• **Exercise instructions**
Would you give the entries below again in full, exactly as they stand?

Task input: Begin

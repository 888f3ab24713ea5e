//! Acquisition collaborator: whatever produces raw readings for a scale.

use rand::rngs::StdRng;
use rand::{Rng, SeedableRng};
use serde::Deserialize;

use crate::error::DmmError;
use crate::scale::Scale;

/// The measurement hardware as seen by the core.
///
/// The meter owns the notion of the current scale. Readings are raw, before
/// any calibration coefficient is applied.
pub trait Meter {
    fn configure(&mut self, scale: Scale) -> Result<(), DmmError>;
    fn current_scale(&self) -> Option<Scale>;
    /// One reading in base units, or [`DmmError::ValidDataTimeout`] when the
    /// converter did not deliver valid data in time.
    fn read_raw(&mut self) -> Result<f64, DmmError>;
}

/// Parameters of the simulated front end.
#[derive(Debug, Clone, PartialEq, Deserialize)]
#[serde(default)]
pub struct SimulatorSettings {
    pub seed: u64,
    /// Peak noise as a percentage of the scale's full range.
    pub noise_percent: f64,
    /// Relative gain error, 0.01 reads 1% high.
    pub gain_error: f64,
    /// Offset as a fraction of the scale's full range.
    pub offset_error: f64,
    /// Value applied to the input terminals, in base units.
    pub signal: f64,
}

impl Default for SimulatorSettings {
    fn default() -> Self {
        Self {
            seed: 0x5EED,
            noise_percent: 0.05,
            gain_error: 0.002,
            offset_error: 0.0005,
            signal: 0.0,
        }
    }
}

/// Meter backed by a seeded noise source instead of an ADC.
#[derive(Debug)]
pub struct SimulatedMeter {
    settings: SimulatorSettings,
    scale: Option<Scale>,
    rng: StdRng,
    pending_timeouts: u32,
}

impl SimulatedMeter {
    pub fn new(settings: SimulatorSettings) -> Self {
        let rng = StdRng::seed_from_u64(settings.seed);
        Self {
            settings,
            scale: None,
            rng,
            pending_timeouts: 0,
        }
    }

    /// Changes the value applied to the input terminals.
    pub fn set_signal(&mut self, value: f64) {
        self.settings.signal = value;
    }

    pub fn set_noise_percent(&mut self, percent: f64) {
        self.settings.noise_percent = percent;
    }

    /// The next `count` acquisitions time out.
    pub fn fail_next(&mut self, count: u32) {
        self.pending_timeouts = count;
    }
}

impl Meter for SimulatedMeter {
    fn configure(&mut self, scale: Scale) -> Result<(), DmmError> {
        self.scale = Some(scale);
        Ok(())
    }

    fn current_scale(&self) -> Option<Scale> {
        self.scale
    }

    fn read_raw(&mut self) -> Result<f64, DmmError> {
        let scale = self.scale.ok_or(DmmError::NoScale)?;
        if self.pending_timeouts > 0 {
            self.pending_timeouts -= 1;
            return Err(DmmError::ValidDataTimeout);
        }
        let full_scale = scale.info().full_scale;
        let s = &self.settings;
        let peak_noise = s.noise_percent / 100.0 * full_scale;
        let noise = if peak_noise > 0.0 {
            self.rng.gen_range(-peak_noise..=peak_noise)
        } else {
            0.0
        };
        Ok(s.signal * (1.0 + s.gain_error) + s.offset_error * full_scale + noise)
    }
}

Task input: End

• **Answer to the problem**
repository 888f3ab24713ea5e
//! Acquisition collaborator: whatever produces raw readings for a scale.

use rand::rngs::StdRng;
use rand::{Rng, SeedableRng};
use serde::Deserialize;

use crate::error::DmmError;
use crate::scale::Scale;

/// The measurement hardware as seen by the core.
///
/// The meter owns the notion of the current scale. Readings are raw, before
/// any calibration coefficient is applied.
pub trait Meter {
    fn configure(&mut self, scale: Scale) -> Result<(), DmmError>;
    fn current_scale(&self) -> Option<Scale>;
    /// One reading in base units, or [`DmmError::ValidDataTimeout`] when the
    /// converter did not deliver valid data in time.
    fn read_raw(&mut self) -> Result<f64, DmmError>;
}

/// Parameters of the simulated front end.
#[derive(Debug, Clone, PartialEq, Deserialize)]
#[serde(default)]
pub struct SimulatorSettings {
    pub seed: u64,
    /// Peak noise as a percentage of the scale's full range.
    pub noise_percent: f64,
    /// Relative gain error, 0.01 reads 1% high.
    pub gain_error: f64,
    /// Offset as a fraction of the scale's full range.
    pub offset_error: f64,
    /// Value applied to the input terminals, in base units.
    pub signal: f64,
}

impl Default for SimulatorSettings {
    fn default() -> Self {
        Self {
            seed: 0x5EED,
            noise_percent: 0.05,
            gain_error: 0.002,
            offset_error: 0.0005,
            signal: 0.0,
        }
    }
}

/// Meter backed by a seeded noise source instead of an ADC.
#[derive(Debug)]
pub struct SimulatedMeter {
    settings: SimulatorSettings,
    scale: Option<Scale>,
    rng: StdRng,
    pending_timeouts: u32,
}

impl SimulatedMeter {
    pub fn new(settings: SimulatorSettings) -> Self {
        let rng = StdRng::seed_from_u64(settings.seed);
        Self {
            settings,
            scale: None,
            rng,
            pending_timeouts: 0,
        }
    }

    /// Changes the value applied to the input terminals.
    pub fn set_signal(&mut self, value: f64) {
        self.settings.signal = value;
    }

    pub fn set_noise_percent(&mut self, percent: f64) {
        self.settings.noise_percent = percent;
    }

    /// The next `count` acquisitions time out.
    pub fn fail_next(&mut self, count: u32) {
        self.pending_timeouts = count;
    }
}

impl Meter for SimulatedMeter {
    fn configure(&mut self, scale: Scale) -> Result<(), DmmError> {
        self.scale = Some(scale);
        Ok(())
    }

    fn current_scale(&self) -> Option<Scale> {
        self.scale
    }

    fn read_raw(&mut self) -> Result<f64, DmmError> {
        let scale = self.scale.ok_or(DmmError::NoScale)?;
        if self.pending_timeouts > 0 {
            self.pending_timeouts -= 1;
            return Err(DmmError::ValidDataTimeout);
        }
        let full_scale = scale.info().full_scale;
        let s = &self.settings;
        let peak_noise = s.noise_percent / 100.0 * full_scale;
        let noise = if peak_noise > 0.0 {
            self.rng.gen_range(-peak_noise..=peak_noise)
        } else {
            0.0
        };
        Ok(s.signal * (1.0 + s.gain_error) + s.offset_error * full_scale + noise)
    }
}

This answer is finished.